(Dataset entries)

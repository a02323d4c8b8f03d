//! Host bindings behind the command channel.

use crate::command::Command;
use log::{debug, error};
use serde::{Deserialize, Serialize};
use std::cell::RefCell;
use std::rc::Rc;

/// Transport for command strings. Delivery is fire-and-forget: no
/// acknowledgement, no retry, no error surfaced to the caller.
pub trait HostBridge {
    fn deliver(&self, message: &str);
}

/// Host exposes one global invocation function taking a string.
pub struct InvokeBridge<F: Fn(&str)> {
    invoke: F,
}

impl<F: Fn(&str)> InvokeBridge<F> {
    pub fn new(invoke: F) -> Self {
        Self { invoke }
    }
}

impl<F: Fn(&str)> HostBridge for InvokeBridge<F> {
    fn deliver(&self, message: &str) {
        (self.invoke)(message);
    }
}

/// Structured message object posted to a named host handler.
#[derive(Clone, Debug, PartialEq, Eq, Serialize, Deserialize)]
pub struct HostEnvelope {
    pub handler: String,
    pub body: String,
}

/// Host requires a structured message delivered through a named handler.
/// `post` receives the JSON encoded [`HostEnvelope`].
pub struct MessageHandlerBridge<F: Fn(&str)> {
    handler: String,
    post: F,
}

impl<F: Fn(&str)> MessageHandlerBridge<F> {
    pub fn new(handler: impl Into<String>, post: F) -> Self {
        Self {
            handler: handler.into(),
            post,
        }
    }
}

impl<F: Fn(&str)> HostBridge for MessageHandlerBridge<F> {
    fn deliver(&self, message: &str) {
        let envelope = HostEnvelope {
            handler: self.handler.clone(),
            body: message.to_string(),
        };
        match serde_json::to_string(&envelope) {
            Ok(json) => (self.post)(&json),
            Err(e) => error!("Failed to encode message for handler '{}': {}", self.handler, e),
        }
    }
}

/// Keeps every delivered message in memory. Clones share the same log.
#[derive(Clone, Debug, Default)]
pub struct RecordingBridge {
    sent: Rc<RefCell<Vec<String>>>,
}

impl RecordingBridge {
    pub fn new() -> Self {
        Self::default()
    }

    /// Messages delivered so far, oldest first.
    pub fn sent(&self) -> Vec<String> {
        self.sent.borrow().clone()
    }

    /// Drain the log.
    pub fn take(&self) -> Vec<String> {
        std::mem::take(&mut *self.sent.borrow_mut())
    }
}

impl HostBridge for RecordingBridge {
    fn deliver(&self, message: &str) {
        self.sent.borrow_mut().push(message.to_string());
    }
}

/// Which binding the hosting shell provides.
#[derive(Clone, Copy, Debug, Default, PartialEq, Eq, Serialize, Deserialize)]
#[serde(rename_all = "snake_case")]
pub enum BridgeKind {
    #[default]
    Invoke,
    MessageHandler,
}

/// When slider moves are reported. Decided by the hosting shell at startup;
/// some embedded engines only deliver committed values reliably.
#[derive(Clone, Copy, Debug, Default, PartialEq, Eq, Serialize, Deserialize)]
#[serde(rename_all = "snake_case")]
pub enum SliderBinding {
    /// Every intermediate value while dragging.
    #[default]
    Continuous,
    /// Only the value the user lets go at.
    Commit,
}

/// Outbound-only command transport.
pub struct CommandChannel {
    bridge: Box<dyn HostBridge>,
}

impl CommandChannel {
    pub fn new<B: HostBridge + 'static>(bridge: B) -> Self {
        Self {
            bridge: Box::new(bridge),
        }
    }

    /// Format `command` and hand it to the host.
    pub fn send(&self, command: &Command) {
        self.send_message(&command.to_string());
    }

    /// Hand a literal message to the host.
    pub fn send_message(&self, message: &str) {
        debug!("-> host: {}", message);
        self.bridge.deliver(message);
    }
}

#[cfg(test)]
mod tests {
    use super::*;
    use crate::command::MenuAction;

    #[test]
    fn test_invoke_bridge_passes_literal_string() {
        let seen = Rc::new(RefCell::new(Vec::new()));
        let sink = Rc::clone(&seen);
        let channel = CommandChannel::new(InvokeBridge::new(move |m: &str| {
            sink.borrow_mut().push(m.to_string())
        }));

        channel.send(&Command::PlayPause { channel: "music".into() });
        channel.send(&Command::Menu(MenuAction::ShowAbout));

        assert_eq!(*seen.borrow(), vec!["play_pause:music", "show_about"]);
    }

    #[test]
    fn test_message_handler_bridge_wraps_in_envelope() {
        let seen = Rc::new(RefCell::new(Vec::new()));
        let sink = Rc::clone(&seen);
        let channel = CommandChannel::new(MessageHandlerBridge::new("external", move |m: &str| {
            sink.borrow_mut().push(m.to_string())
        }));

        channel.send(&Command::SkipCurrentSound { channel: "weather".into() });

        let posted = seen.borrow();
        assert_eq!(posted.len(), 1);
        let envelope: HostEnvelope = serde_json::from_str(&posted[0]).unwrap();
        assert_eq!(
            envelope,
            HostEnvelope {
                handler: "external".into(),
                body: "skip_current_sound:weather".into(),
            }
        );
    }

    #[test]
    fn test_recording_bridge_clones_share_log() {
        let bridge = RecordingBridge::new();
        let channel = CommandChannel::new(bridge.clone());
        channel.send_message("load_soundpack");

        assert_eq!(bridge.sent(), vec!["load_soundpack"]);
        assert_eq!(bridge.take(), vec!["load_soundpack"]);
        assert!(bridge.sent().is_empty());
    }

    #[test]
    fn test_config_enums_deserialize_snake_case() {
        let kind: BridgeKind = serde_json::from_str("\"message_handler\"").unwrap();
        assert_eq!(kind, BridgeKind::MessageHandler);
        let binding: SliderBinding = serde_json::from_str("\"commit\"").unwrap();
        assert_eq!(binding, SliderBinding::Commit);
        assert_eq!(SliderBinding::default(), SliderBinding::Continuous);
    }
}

§ Work to be completed: Your answer should be the exact lines above from the one with "pub struct RecordingBridge" through the one with "committed values reliably.", both included, and nothing besides.

§ Result:
pub struct RecordingBridge {
    sent: Rc<RefCell<Vec<String>>>,
}

impl RecordingBridge {
    pub fn new() -> Self {
        Self::default()
    }

    /// Messages delivered so far, oldest first.
    pub fn sent(&self) -> Vec<String> {
        self.sent.borrow().clone()
    }

    /// Drain the log.
    pub fn take(&self) -> Vec<String> {
        std::mem::take(&mut *self.sent.borrow_mut())
    }
}

impl HostBridge for RecordingBridge {
    fn deliver(&self, message: &str) {
        self.sent.borrow_mut().push(message.to_string());
    }
}

/// Which binding the hosting shell provides.
#[derive(Clone, Copy, Debug, Default, PartialEq, Eq, Serialize, Deserialize)]
#[serde(rename_all = "snake_case")]
pub enum BridgeKind {
    #[default]
    Invoke,
    MessageHandler,
}

/// When slider moves are reported. Decided by the hosting shell at startup;
/// some embedded engines only deliver committed values reliably.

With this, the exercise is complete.